** Opening SOURCE MATERIAL block **
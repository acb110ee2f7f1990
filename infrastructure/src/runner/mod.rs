//! Agent runners that carry the run loop outside the calling process

pub mod process;
pub mod wire;

pub use process::ProcessAgentRunner;
pub use wire::{RunRequest, WireError, read_request, write_result};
** Closing SOURCE MATERIAL block **
_TO DO_
Output every entry again, exactly as given.

_OUTPUT OF THE EXERCISE_
repository acb110ee2f7f1990
filename infrastructure/src/runner/mod.rs
//! Agent runners that carry the run loop outside the calling process

pub mod process;
pub mod wire;

pub use process::ProcessAgentRunner;
pub use wire::{RunRequest, WireError, read_request, write_result};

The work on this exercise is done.